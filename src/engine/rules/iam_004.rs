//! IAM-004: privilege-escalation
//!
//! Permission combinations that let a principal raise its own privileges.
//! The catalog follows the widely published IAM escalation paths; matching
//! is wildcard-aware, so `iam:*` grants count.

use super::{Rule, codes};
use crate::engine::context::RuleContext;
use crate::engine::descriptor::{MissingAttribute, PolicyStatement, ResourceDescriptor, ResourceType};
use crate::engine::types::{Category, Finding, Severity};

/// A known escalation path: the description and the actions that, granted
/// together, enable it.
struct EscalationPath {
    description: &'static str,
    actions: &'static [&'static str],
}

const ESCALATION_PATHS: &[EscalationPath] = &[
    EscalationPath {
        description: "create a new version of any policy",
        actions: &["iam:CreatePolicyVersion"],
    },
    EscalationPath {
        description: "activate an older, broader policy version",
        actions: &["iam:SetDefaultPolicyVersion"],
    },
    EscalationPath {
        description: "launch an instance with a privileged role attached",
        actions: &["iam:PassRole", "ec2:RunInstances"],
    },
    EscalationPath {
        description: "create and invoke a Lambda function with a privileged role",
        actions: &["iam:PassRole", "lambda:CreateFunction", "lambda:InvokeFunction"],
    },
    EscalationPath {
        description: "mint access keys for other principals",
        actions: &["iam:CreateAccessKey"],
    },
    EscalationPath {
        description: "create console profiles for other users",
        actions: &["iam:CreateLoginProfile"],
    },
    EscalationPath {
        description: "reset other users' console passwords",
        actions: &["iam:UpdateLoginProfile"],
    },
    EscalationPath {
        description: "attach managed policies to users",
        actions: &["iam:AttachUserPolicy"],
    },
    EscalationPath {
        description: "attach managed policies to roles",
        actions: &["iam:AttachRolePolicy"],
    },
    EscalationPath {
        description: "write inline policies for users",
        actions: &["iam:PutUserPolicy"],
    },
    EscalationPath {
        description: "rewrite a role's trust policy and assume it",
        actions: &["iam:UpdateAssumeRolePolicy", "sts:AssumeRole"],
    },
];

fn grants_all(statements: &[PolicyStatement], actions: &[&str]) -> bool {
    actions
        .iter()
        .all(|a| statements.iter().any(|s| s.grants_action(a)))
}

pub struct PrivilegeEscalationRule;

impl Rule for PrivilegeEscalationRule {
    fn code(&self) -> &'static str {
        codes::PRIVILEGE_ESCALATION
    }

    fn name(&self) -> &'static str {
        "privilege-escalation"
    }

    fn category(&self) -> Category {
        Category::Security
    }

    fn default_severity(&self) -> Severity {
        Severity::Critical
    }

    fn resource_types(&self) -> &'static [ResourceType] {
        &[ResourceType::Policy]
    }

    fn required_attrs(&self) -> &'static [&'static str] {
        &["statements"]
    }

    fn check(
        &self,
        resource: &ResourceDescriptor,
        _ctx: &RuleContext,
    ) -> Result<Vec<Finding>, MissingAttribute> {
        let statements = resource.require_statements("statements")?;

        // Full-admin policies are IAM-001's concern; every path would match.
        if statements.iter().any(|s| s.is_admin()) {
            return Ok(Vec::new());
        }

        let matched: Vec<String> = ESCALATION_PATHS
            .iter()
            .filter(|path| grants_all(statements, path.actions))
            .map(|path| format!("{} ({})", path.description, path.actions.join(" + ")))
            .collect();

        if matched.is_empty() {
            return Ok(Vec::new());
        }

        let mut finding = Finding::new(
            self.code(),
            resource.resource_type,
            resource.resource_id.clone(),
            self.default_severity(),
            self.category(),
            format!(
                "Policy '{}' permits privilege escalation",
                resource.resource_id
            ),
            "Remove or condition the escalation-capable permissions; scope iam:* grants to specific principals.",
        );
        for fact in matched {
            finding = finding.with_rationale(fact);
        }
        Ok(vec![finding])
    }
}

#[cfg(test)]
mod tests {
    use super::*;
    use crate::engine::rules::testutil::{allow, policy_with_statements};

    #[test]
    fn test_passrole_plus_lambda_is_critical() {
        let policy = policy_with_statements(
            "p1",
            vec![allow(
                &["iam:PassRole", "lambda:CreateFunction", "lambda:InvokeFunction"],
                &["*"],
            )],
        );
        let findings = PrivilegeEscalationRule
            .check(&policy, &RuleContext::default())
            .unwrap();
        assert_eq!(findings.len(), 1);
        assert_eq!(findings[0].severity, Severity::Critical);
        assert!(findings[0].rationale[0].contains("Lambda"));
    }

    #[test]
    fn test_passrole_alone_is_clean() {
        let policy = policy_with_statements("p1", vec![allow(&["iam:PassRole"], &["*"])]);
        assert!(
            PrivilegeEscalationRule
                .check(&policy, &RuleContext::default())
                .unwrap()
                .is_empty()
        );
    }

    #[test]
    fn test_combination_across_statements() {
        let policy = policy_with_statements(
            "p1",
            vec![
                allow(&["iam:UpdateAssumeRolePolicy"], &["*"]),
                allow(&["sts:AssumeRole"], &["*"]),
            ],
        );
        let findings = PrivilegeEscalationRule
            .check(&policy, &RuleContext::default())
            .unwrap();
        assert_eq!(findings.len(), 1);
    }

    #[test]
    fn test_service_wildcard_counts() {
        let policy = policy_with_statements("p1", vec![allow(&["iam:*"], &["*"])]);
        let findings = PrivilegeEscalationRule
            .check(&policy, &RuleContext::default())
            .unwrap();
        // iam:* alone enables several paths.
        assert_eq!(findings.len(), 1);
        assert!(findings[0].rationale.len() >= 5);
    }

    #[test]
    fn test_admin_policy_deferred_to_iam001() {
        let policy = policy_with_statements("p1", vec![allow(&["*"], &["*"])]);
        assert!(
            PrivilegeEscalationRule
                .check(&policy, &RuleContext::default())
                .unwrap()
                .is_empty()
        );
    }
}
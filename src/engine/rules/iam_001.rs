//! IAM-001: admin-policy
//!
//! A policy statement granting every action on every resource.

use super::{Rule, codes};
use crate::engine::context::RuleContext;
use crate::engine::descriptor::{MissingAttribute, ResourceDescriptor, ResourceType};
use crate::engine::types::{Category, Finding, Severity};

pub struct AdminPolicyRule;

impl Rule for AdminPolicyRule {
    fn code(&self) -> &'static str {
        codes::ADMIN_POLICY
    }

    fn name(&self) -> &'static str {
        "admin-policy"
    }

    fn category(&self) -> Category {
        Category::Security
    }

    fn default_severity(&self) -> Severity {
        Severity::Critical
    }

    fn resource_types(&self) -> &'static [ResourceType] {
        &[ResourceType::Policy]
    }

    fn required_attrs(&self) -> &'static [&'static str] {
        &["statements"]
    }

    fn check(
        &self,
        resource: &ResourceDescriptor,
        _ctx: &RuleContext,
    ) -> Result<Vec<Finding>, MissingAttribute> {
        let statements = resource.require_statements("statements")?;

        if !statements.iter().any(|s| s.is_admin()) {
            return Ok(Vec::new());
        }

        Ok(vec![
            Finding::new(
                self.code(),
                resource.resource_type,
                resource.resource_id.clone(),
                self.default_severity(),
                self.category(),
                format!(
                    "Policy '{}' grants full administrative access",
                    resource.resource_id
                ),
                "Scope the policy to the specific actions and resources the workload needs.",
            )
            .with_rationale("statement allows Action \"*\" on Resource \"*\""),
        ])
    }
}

********

__PROMPT__: Output the full listing again with nothing altered.

__COMPLETED EXERCISE__:
filename src/engine/rules/iam_004.rs
//! IAM-004: privilege-escalation
//!
//! Permission combinations that let a principal raise its own privileges.
//! The catalog follows the widely published IAM escalation paths; matching
//! is wildcard-aware, so `iam:*` grants count.

use super::{Rule, codes};
use crate::engine::context::RuleContext;
use crate::engine::descriptor::{MissingAttribute, PolicyStatement, ResourceDescriptor, ResourceType};
use crate::engine::types::{Category, Finding, Severity};

/// A known escalation path: the description and the actions that, granted
/// together, enable it.
struct EscalationPath {
    description: &'static str,
    actions: &'static [&'static str],
}

const ESCALATION_PATHS: &[EscalationPath] = &[
    EscalationPath {
        description: "create a new version of any policy",
        actions: &["iam:CreatePolicyVersion"],
    },
    EscalationPath {
        description: "activate an older, broader policy version",
        actions: &["iam:SetDefaultPolicyVersion"],
    },
    EscalationPath {
        description: "launch an instance with a privileged role attached",
        actions: &["iam:PassRole", "ec2:RunInstances"],
    },
    EscalationPath {
        description: "create and invoke a Lambda function with a privileged role",
        actions: &["iam:PassRole", "lambda:CreateFunction", "lambda:InvokeFunction"],
    },
    EscalationPath {
        description: "mint access keys for other principals",
        actions: &["iam:CreateAccessKey"],
    },
    EscalationPath {
        description: "create console profiles for other users",
        actions: &["iam:CreateLoginProfile"],
    },
    EscalationPath {
        description: "reset other users' console passwords",
        actions: &["iam:UpdateLoginProfile"],
    },
    EscalationPath {
        description: "attach managed policies to users",
        actions: &["iam:AttachUserPolicy"],
    },
    EscalationPath {
        description: "attach managed policies to roles",
        actions: &["iam:AttachRolePolicy"],
    },
    EscalationPath {
        description: "write inline policies for users",
        actions: &["iam:PutUserPolicy"],
    },
    EscalationPath {
        description: "rewrite a role's trust policy and assume it",
        actions: &["iam:UpdateAssumeRolePolicy", "sts:AssumeRole"],
    },
];

fn grants_all(statements: &[PolicyStatement], actions: &[&str]) -> bool {
    actions
        .iter()
        .all(|a| statements.iter().any(|s| s.grants_action(a)))
}

pub struct PrivilegeEscalationRule;

impl Rule for PrivilegeEscalationRule {
    fn code(&self) -> &'static str {
        codes::PRIVILEGE_ESCALATION
    }

    fn name(&self) -> &'static str {
        "privilege-escalation"
    }

    fn category(&self) -> Category {
        Category::Security
    }

    fn default_severity(&self) -> Severity {
        Severity::Critical
    }

    fn resource_types(&self) -> &'static [ResourceType] {
        &[ResourceType::Policy]
    }

    fn required_attrs(&self) -> &'static [&'static str] {
        &["statements"]
    }

    fn check(
        &self,
        resource: &ResourceDescriptor,
        _ctx: &RuleContext,
    ) -> Result<Vec<Finding>, MissingAttribute> {
        let statements = resource.require_statements("statements")?;

        // Full-admin policies are IAM-001's concern; every path would match.
        if statements.iter().any(|s| s.is_admin()) {
            return Ok(Vec::new());
        }

        let matched: Vec<String> = ESCALATION_PATHS
            .iter()
            .filter(|path| grants_all(statements, path.actions))
            .map(|path| format!("{} ({})", path.description, path.actions.join(" + ")))
            .collect();

        if matched.is_empty() {
            return Ok(Vec::new());
        }

        let mut finding = Finding::new(
            self.code(),
            resource.resource_type,
            resource.resource_id.clone(),
            self.default_severity(),
            self.category(),
            format!(
                "Policy '{}' permits privilege escalation",
                resource.resource_id
            ),
            "Remove or condition the escalation-capable permissions; scope iam:* grants to specific principals.",
        );
        for fact in matched {
            finding = finding.with_rationale(fact);
        }
        Ok(vec![finding])
    }
}

#[cfg(test)]
mod tests {
    use super::*;
    use crate::engine::rules::testutil::{allow, policy_with_statements};

    #[test]
    fn test_passrole_plus_lambda_is_critical() {
        let policy = policy_with_statements(
            "p1",
            vec![allow(
                &["iam:PassRole", "lambda:CreateFunction", "lambda:InvokeFunction"],
                &["*"],
            )],
        );
        let findings = PrivilegeEscalationRule
            .check(&policy, &RuleContext::default())
            .unwrap();
        assert_eq!(findings.len(), 1);
        assert_eq!(findings[0].severity, Severity::Critical);
        assert!(findings[0].rationale[0].contains("Lambda"));
    }

    #[test]
    fn test_passrole_alone_is_clean() {
        let policy = policy_with_statements("p1", vec![allow(&["iam:PassRole"], &["*"])]);
        assert!(
            PrivilegeEscalationRule
                .check(&policy, &RuleContext::default())
                .unwrap()
                .is_empty()
        );
    }

    #[test]
    fn test_combination_across_statements() {
        let policy = policy_with_statements(
            "p1",
            vec![
                allow(&["iam:UpdateAssumeRolePolicy"], &["*"]),
                allow(&["sts:AssumeRole"], &["*"]),
            ],
        );
        let findings = PrivilegeEscalationRule
            .check(&policy, &RuleContext::default())
            .unwrap();
        assert_eq!(findings.len(), 1);
    }

    #[test]
    fn test_service_wildcard_counts() {
        let policy = policy_with_statements("p1", vec![allow(&["iam:*"], &["*"])]);
        let findings = PrivilegeEscalationRule
            .check(&policy, &RuleContext::default())
            .unwrap();
        // iam:* alone enables several paths.
        assert_eq!(findings.len(), 1);
        assert!(findings[0].rationale.len() >= 5);
    }

    #[test]
    fn test_admin_policy_deferred_to_iam001() {
        let policy = policy_with_statements("p1", vec![allow(&["*"], &["*"])]);
        assert!(
            PrivilegeEscalationRule
                .check(&policy, &RuleContext::default())
                .unwrap()
                .is_empty()
        );
    }
}
filename src/engine/rules/iam_001.rs
//! IAM-001: admin-policy
//!
//! A policy statement granting every action on every resource.

use super::{Rule, codes};
use crate::engine::context::RuleContext;
use crate::engine::descriptor::{MissingAttribute, ResourceDescriptor, ResourceType};
use crate::engine::types::{Category, Finding, Severity};

pub struct AdminPolicyRule;

impl Rule for AdminPolicyRule {
    fn code(&self) -> &'static str {
        codes::ADMIN_POLICY
    }

    fn name(&self) -> &'static str {
        "admin-policy"
    }

    fn category(&self) -> Category {
        Category::Security
    }

    fn default_severity(&self) -> Severity {
        Severity::Critical
    }

    fn resource_types(&self) -> &'static [ResourceType] {
        &[ResourceType::Policy]
    }

    fn required_attrs(&self) -> &'static [&'static str] {
        &["statements"]
    }

    fn check(
        &self,
        resource: &ResourceDescriptor,
        _ctx: &RuleContext,
    ) -> Result<Vec<Finding>, MissingAttribute> {
        let statements = resource.require_statements("statements")?;

        if !statements.iter().any(|s| s.is_admin()) {
            return Ok(Vec::new());
        }

        Ok(vec![
            Finding::new(
                self.code(),
                resource.resource_type,
                resource.resource_id.clone(),
                self.default_severity(),
                self.category(),
                format!(
                    "Policy '{}' grants full administrative access",
                    resource.resource_id
                ),
                "Scope the policy to the specific actions and resources the workload needs.",
            )
            .with_rationale("statement allows Action \"*\" on Resource \"*\""),
        ])
    }
}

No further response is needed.